After my post yesterday about Stephen Hawking and calling him the poster boy for Suck It Up, Buttercup, I feel like an idiot for being up at 1:25 am writing this. But I am. Because I’m an Aspie (someone with Asperger’s) and I can’t always control my brain, it’s running at top speed worrying and thinking about things that in the grand scheme of life are nothing, but inside they worry me like you can’t believe.
What’s going through my head at this moment? Two things, really. Neither of which I can do anything about at this moment, but still, I lie awake and worry, because I’m an Aspie and that’s what we do. It’s not what we want to do, but it’s what we do.
The first thing is laughably stupid. For over a year I’ve been harassed by a sales guy ay Yelp. I keep telling him not to call, but he does. Repeatedly and often. So far I’ve blocked eight numbers from Yelp that he calls from, but still, he calls. If I don’t answer, he just calls more often. Last week I was having coffee with a friend when he called yet again. I told him I wasn’t interested and to stop calling me. Not twenty seconds later, my phone rang and it was him again.
“I don’t think you understand our latest program…” was all I heard before hanging up and blocking number nine from the 415 area code. I tried contacting the company by phone, but no one, not even the operator, answers the phone. Everyone has voice mail. So I went to them via Facebook and Twitter and to my amazement, I was completely blown off and was told that I would not get a call back from anyone in regards to this because only their sales team has phones and they do business by DM and email only.
Again, this is something so stupid that it shouldn’t be bothering me, but being blown off and feeling like no one cares bugs me. Why? Because I’m an Aspie and that’s what our brains do. It takes little things and won’t let us get rid of them, even though we want to in the worst way.
The second thing involves a doctors appointment later today. Six weeks ago I had pretty major shoulder surgery and I have an appointment with the surgeon’s nurse practitioner. “Where’s the problem?” You ask. Well, she’s afraid of dogs and had a rough time entering the room when I saw her before the surgery, but Tye, my autism service dog, was great and just chilled on the floor next to me and when the NP left the room she was comfortable with him and complimented him on his behavior.
Earlier this week, I received a phone call from someone at the doctor’s office, who refused to give her name, telling me not to bring Tye because the nurse practitioner doesn’t like dogs. I politely reminded her that the NP had been in the room with Tye before and had no problems and again I was asked not to bring him.
I then reminded this person that the Americans with Disabilities Act doesn’t contain a clause for nurse practitioners that are afraid of dogs. The woman sighed and said, “OK then, do what you want.” To me it sounded threatening, but what do I know? Remember, I’m an Aspie and taking cues from people isn’t always our strong suit.

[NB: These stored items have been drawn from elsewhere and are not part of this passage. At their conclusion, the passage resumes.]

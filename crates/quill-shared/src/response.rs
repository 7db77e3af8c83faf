//! RFC 7807 Problem Details body for error responses.
//!
//! See: https://datatracker.ietf.org/doc/html/rfc7807

use serde::{Deserialize, Serialize};

/// Problem Details payload returned on every error path.
#[derive(Debug, Clone, Serialize, Deserialize)]
pub struct ErrorResponse {
    /// A URI reference that identifies the problem type.
    #[serde(rename = "type")]
    pub error_type: String,

    /// A short, human-readable summary of the problem type.
    pub title: String,

    /// The HTTP status code.
    pub status: u16,

    /// A human-readable explanation specific to this occurrence.
    #[serde(skip_serializing_if = "Option::is_none")]
    pub detail: Option<String>,
}

impl ErrorResponse {
    pub fn new(status: u16, title: impl Into<String>) -> Self {
        Self {
            error_type: "about:blank".to_string(),
            title: title.into(),
            status,
            detail: None,
        }
    }

    pub fn with_detail(mut self, detail: impl Into<String>) -> Self {
        self.detail = Some(detail.into());
        self
    }

    // Common error constructors
    pub fn bad_request(detail: impl Into<String>) -> Self {
        Self::new(400, "Bad Request").with_detail(detail)
    }

    pub fn not_found(detail: impl Into<String>) -> Self {
        Self::new(404, "Not Found").with_detail(detail)
    }

    pub fn internal_error() -> Self {
        Self::new(500, "Internal Server Error")
    }
}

My fear is that I’m going to show up with Tye and they’re going to start some sort of drama that will end up biting them in the butt in a big way. No, not Tye. He doesn’t bite. I mean fines and the junk that goes with not allowing a service dog into your business.
Not allowing a service dog into your business isn’t exactly what you would call legal and my brain is racing as I think of every possible scenario that probably won’t, but might, happen. How I should or will react to that situation, isn’t going to change what happens when I walk through those doors shortly before 9:20 am. But I worry about it because that’s how the Aspie brain works and though I hate it in ways most people can’t understand, that’s just the way it is for me right now.
There are ways we can slow down our brains and help us sleep, but right now those ways aren’t working for me and I’m not quite sure why. So instead of staying in bed getting frustrated, I decided to come to the computer to regale you with this tale of not sleeping because I’m worrying about stuff I can’t fix or change.
The point of this isn’t the obnoxious, arrogant culture at Yelp or the rudeness of the woman at my doctor’s office. It’s that our brains function in ways that we don’t always like, but I need to take a moment and remember what I wrote less than twenty-four hours ago about Stephen Hawking and tell my Aspie brain to suck it up, buttercup and let me get some sleep.
I doubt that simply remembering those words will work, but I’m going to cross my fingers, put on some meditation music and give sleep another shot.